Papa Leão XIV retorna a Roma em jato do rei espanhol após falha técnica
Problema em turbina de avião da Iberia obriga pontífice a deixar aeronave em Tenerife; Felipe VI cede seu Falcon e comitiva papal chega a Roma com três horas de atraso.

O regresso do Papa Leão XIV a Roma, previsto para esta sexta-feira (12), foi adiado devido a uma avaria técnica na aeronave da Iberia que o transportaria a partir de Tenerife, nas Canárias. O rei de Espanha, Felipe VI, que acabara de se despedir do pontífice no aeroporto de Tenerife Norte, regressou ao aparelho para o acompanhar pessoalmente até à terminal, num gesto de cortesia realçado pela imprensa local. O problema, identificado minutos antes da descolagem e relacionado com o vento forte que afetava um dos motores, levou o comandante a suspender o voo e a solicitar a intervenção das equipas de manutenção.

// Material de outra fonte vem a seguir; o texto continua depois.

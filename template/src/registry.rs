use crate::binder;
use crate::declaration::{ResourceDeclaration, ResourceType};
use crate::error::ValidationError;
use crate::properties::Resource;
use crate::spec::PropertySpec;
use serde_json::Value;
use std::collections::BTreeMap;

/// Property table of a resource type, resolved by name at run time
#[derive(Debug, Clone, Copy)]
pub struct ResourceSchema {
    resource_type: ResourceType,
    specs: fn() -> Vec<PropertySpec>,
}

impl ResourceSchema {
    pub const fn new(resource_type: ResourceType, specs: fn() -> Vec<PropertySpec>) -> Self {
        ResourceSchema {
            resource_type,
            specs,
        }
    }

    pub fn of<R: Resource>() -> Self {
        ResourceSchema::new(R::RESOURCE_TYPE, R::specs)
    }

    pub fn resource_type(&self) -> ResourceType {
        self.resource_type
    }

    pub fn specs(&self) -> Vec<PropertySpec> {
        (self.specs)()
    }

    /// Bind raw wire-named properties to this resource type
    pub fn bind(&self, raw: &Value) -> Result<ResourceDeclaration, ValidationError> {
        binder::bind(self, raw)
    }
}

/// Resource types known to the tool, keyed by type name
#[derive(Debug, Clone, Default)]
pub struct Registry {
    schemas: BTreeMap<&'static str, ResourceSchema>,
}

impl Registry {
    pub fn new() -> Self {
        Registry::default()
    }

    /// Register a resource type, replacing an earlier registration of the same name
    pub fn register(&mut self, schema: ResourceSchema) -> &mut Self {
        log::trace!("Registering {}", schema.resource_type());
        self.schemas.insert(schema.resource_type().name(), schema);
        self
    }

    pub fn with<R: Resource>(mut self) -> Self {
        self.register(ResourceSchema::of::<R>());
        self
    }

    pub fn get(&self, type_name: &str) -> Result<&ResourceSchema, ValidationError> {
        self.schemas
            .get(type_name)
            .ok_or_else(|| ValidationError::UnknownResourceType(type_name.to_string()))
    }

    /// Schemas in type name order
    pub fn iter(&self) -> impl Iterator<Item = &ResourceSchema> {
        self.schemas.values()
    }

    pub fn len(&self) -> usize {
        self.schemas.len()
    }

    pub fn is_empty(&self) -> bool {
        self.schemas.is_empty()
    }
}
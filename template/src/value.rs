use crate::error::{child_path, ValidationError};
use crate::intrinsic::Intrinsic;
use crate::spec::{PrimitiveKind, PropertySpec};
use serde_json::{Number, Value};
use std::collections::BTreeMap;

/// A scalar property value
#[derive(Debug, Clone, PartialEq)]
pub enum Primitive {
    String(String),
    Integer(i64),
    Double(f64),
    Boolean(bool),
}

impl Primitive {
    pub fn kind(&self) -> PrimitiveKind {
        match self {
            Primitive::String(_) => PrimitiveKind::String,
            Primitive::Integer(_) => PrimitiveKind::Integer,
            Primitive::Double(_) => PrimitiveKind::Double,
            Primitive::Boolean(_) => PrimitiveKind::Boolean,
        }
    }

    /// Whether the value can be stored in a property of the given kind
    ///
    /// Integers are accepted where doubles are expected.
    pub fn conforms_to(&self, kind: PrimitiveKind) -> bool {
        matches!(
            (self, kind),
            (Primitive::String(_), PrimitiveKind::String)
                | (Primitive::Integer(_), PrimitiveKind::Integer)
                | (Primitive::Integer(_), PrimitiveKind::Double)
                | (Primitive::Double(_), PrimitiveKind::Double)
                | (Primitive::Boolean(_), PrimitiveKind::Boolean)
        )
    }

    pub(crate) fn render(&self, path: &str) -> Result<Value, ValidationError> {
        Ok(match self {
            Primitive::String(value) => Value::String(value.clone()),
            Primitive::Integer(value) => Value::Number((*value).into()),
            Primitive::Boolean(value) => Value::Bool(*value),
            Primitive::Double(value) => Value::Number(Number::from_f64(*value).ok_or_else(
                || ValidationError::InvalidNumber {
                    path: path.to_string(),
                },
            )?),
        })
    }

    pub(crate) fn describe(&self) -> &'static str {
        match self {
            Primitive::String(_) => "string",
            Primitive::Integer(_) => "integer",
            Primitive::Double(_) => "double",
            Primitive::Boolean(_) => "boolean",
        }
    }
}

/// A value bound to a property
#[derive(Debug, Clone, PartialEq)]
pub enum PropertyValue {
    Primitive(Primitive),
    Struct(PropertySet),
    List(Vec<PropertyValue>),

    /// String keys to primitives or intrinsics
    Map(BTreeMap<String, PropertyValue>),
    Json(Value),

    /// Resolved by CloudFormation at deploy time, accepted for any kind
    Intrinsic(Intrinsic),
}

impl PropertyValue {
    pub(crate) fn describe(&self) -> &'static str {
        match self {
            PropertyValue::Primitive(primitive) => primitive.describe(),
            PropertyValue::Struct(_) => "structure",
            PropertyValue::List(_) => "list",
            PropertyValue::Map(_) => "map",
            PropertyValue::Json(Value::Null) => "null",
            PropertyValue::Json(_) => "JSON document",
            PropertyValue::Intrinsic(_) => "intrinsic function",
        }
    }
}

impl From<&str> for PropertyValue {
    fn from(value: &str) -> Self {
        PropertyValue::Primitive(Primitive::String(value.to_string()))
    }
}

impl From<String> for PropertyValue {
    fn from(value: String) -> Self {
        PropertyValue::Primitive(Primitive::String(value))
    }
}

impl From<i64> for PropertyValue {
    fn from(value: i64) -> Self {
        PropertyValue::Primitive(Primitive::Integer(value))
    }
}

impl From<f64> for PropertyValue {
    fn from(value: f64) -> Self {
        PropertyValue::Primitive(Primitive::Double(value))
    }
}

impl From<bool> for PropertyValue {
    fn from(value: bool) -> Self {
        PropertyValue::Primitive(Primitive::Boolean(value))
    }
}

impl From<Intrinsic> for PropertyValue {
    fn from(value: Intrinsic) -> Self {
        PropertyValue::Intrinsic(value)
    }
}

impl From<PropertySet> for PropertyValue {
    fn from(value: PropertySet) -> Self {
        PropertyValue::Struct(value)
    }
}

impl<T: Into<PropertyValue>> From<Vec<T>> for PropertyValue {
    fn from(values: Vec<T>) -> Self {
        PropertyValue::List(values.into_iter().map(Into::into).collect())
    }
}

/// Ordered property specs with their bound values
///
/// The order of the specs is the order in which properties are rendered.
#[derive(Debug, Clone, Default, PartialEq)]
pub struct PropertySet {
    entries: Vec<(PropertySpec, Option<PropertyValue>)>,
}

impl PropertySet {
    /// A set with every property unbound
    pub fn new(specs: Vec<PropertySpec>) -> Self {
        PropertySet {
            entries: specs.into_iter().map(|spec| (spec, None)).collect(),
        }
    }

    pub fn from_entries(entries: Vec<(PropertySpec, Option<PropertyValue>)>) -> Self {
        PropertySet { entries }
    }

    /// Bind a value to a property by its wire name
    pub fn set(
        &mut self,
        wire_name: &str,
        value: impl Into<PropertyValue>,
    ) -> Result<&mut Self, ValidationError> {
        *self.slot(wire_name)? = Some(value.into());
        Ok(self)
    }

    /// Remove the value bound to a property
    pub fn unset(&mut self, wire_name: &str) -> Result<&mut Self, ValidationError> {
        *self.slot(wire_name)? = None;
        Ok(self)
    }

    pub fn get(&self, wire_name: &str) -> Option<&PropertyValue> {
        self.entries
            .iter()
            .find(|(spec, _)| spec.wire_name == wire_name)
            .and_then(|(_, value)| value.as_ref())
    }

    pub fn spec(&self, wire_name: &str) -> Option<&PropertySpec> {
        self.entries
            .iter()
            .map(|(spec, _)| spec)
            .find(|spec| spec.wire_name == wire_name)
    }

    pub fn iter(&self) -> impl Iterator<Item = (&PropertySpec, Option<&PropertyValue>)> {
        self.entries.iter().map(|(spec, value)| (spec, value.as_ref()))
    }

    /// Number of bound properties
    pub fn bound(&self) -> usize {
        self.entries.iter().filter(|(_, value)| value.is_some()).count()
    }

    fn slot(&mut self, wire_name: &str) -> Result<&mut Option<PropertyValue>, ValidationError> {
        self.entries
            .iter_mut()
            .find(|(spec, _)| spec.wire_name == wire_name)
            .map(|(_, value)| value)
            .ok_or_else(|| ValidationError::UnknownProperty {
                path: child_path("", wire_name),
            })
    }
}

#[cfg(test)]
mod tests {
    use super::*;
    use crate::spec::ValueKind;

    fn specs() -> Vec<PropertySpec> {
        vec![
            PropertySpec::new(
                "bucket_name",
                "BucketName",
                true,
                ValueKind::Primitive(PrimitiveKind::String),
            ),
            PropertySpec::new(
                "key",
                "Key",
                false,
                ValueKind::Primitive(PrimitiveKind::String),
            ),
        ]
    }

    #[test]
    fn test_set_and_unset() {
        let mut set = PropertySet::new(specs());
        assert_eq!(set.bound(), 0);

        set.set("BucketName", "my-bucket").unwrap();
        assert_eq!(set.get("BucketName"), Some(&PropertyValue::from("my-bucket")));
        assert_eq!(set.bound(), 1);

        set.unset("BucketName").unwrap();
        assert_eq!(set.get("BucketName"), None);
    }

    #[test]
    fn test_set_unknown_property() {
        let mut set = PropertySet::new(specs());

        assert_eq!(
            set.set("Bucket", "my-bucket").unwrap_err(),
            ValidationError::UnknownProperty {
                path: "Bucket".into()
            }
        );
    }

    #[test]
    fn test_integer_conforms_to_double() {
        assert!(Primitive::Integer(5).conforms_to(PrimitiveKind::Double));
        assert!(!Primitive::Double(5.5).conforms_to(PrimitiveKind::Integer));
        assert!(!Primitive::String("5".into()).conforms_to(PrimitiveKind::Integer));
    }

    #[test]
    fn test_non_finite_double() {
        assert_eq!(
            Primitive::Double(f64::NAN).render("Cpu").unwrap_err(),
            ValidationError::InvalidNumber { path: "Cpu".into() }
        );
    }
}
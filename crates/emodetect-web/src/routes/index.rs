//! Landing page route handler.
//!
//! Serves the embedded text input page.

use axum::response::{Html, IntoResponse};

const INDEX_HTML: &str = include_str!("../../../../assets/web/index.html");

/// GET / - Serve the landing page.
pub async fn index() -> impl IntoResponse {
    Html(INDEX_HTML)
}
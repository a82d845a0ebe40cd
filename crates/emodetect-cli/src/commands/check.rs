//! Reference statement check.
//!
//! Classifies one statement per emotion so a human can eyeball whether the
//! upstream model still behaves.

use anyhow::{bail, Result};
use colored::Colorize;
use emodetect_client::{EmotionClassifier, WatsonClient};
use emodetect_core::{ClassifierConfig, Emotion};
use tracing::debug;

use crate::output;

/// Statements paired with the emotion they are expected to trigger.
pub const REFERENCE_STATEMENTS: [(&str, Emotion); 5] = [
    ("I am glad this happened", Emotion::Joy),
    ("I am really mad about this", Emotion::Anger),
    ("I feel disgusted just hearing about this", Emotion::Disgust),
    ("I am so sad about this", Emotion::Sadness),
    ("I am really afraid that this will happen", Emotion::Fear),
];

pub async fn execute(config: &ClassifierConfig) -> Result<()> {
    let client = WatsonClient::new(config);
    let mut mismatches = 0;

    output::print_check_header();
    for (statement, expected) in REFERENCE_STATEMENTS {
        let result = client.analyze(statement).await;
        if result.dominant_emotion() != Some(expected) {
            debug!(statement, expected = %expected, "Unexpected dominant emotion");
            mismatches += 1;
        }
        output::print_check_row(statement, &result);
    }

    println!();
    if mismatches > 0 {
        bail!(
            "{} of {} statements did not match their expected emotion",
            mismatches,
            REFERENCE_STATEMENTS.len()
        );
    }
    println!("{} All reference statements matched", "✓".green().bold());
    Ok(())
}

A situação, que atrasou a comitiva papal em mais de uma hora, foi acompanhada com atenção nos países lusófonos. Em Portugal, o periódico G1 reportou a ocorrência em tempo real, enquanto no Brasil a comunidade católica manifestava nas redes sociais o seu apoio ao pontífice. Em Angola e Moçambique, onde a visita de Leão XIV a Espanha era seguida como um sinal de reforço do diálogo inter-religioso, fontes eclesiásticas admitiram que o contratempo sublinhava a vulnerabilidade das viagens papais, mesmo com toda a logística envolvida. A presença de cerca de 80 jornalistas a bordo, oriundos de vários continentes, amplificou a cobertura do incidente, transformando um percalço técnico num acontecimento mediático global.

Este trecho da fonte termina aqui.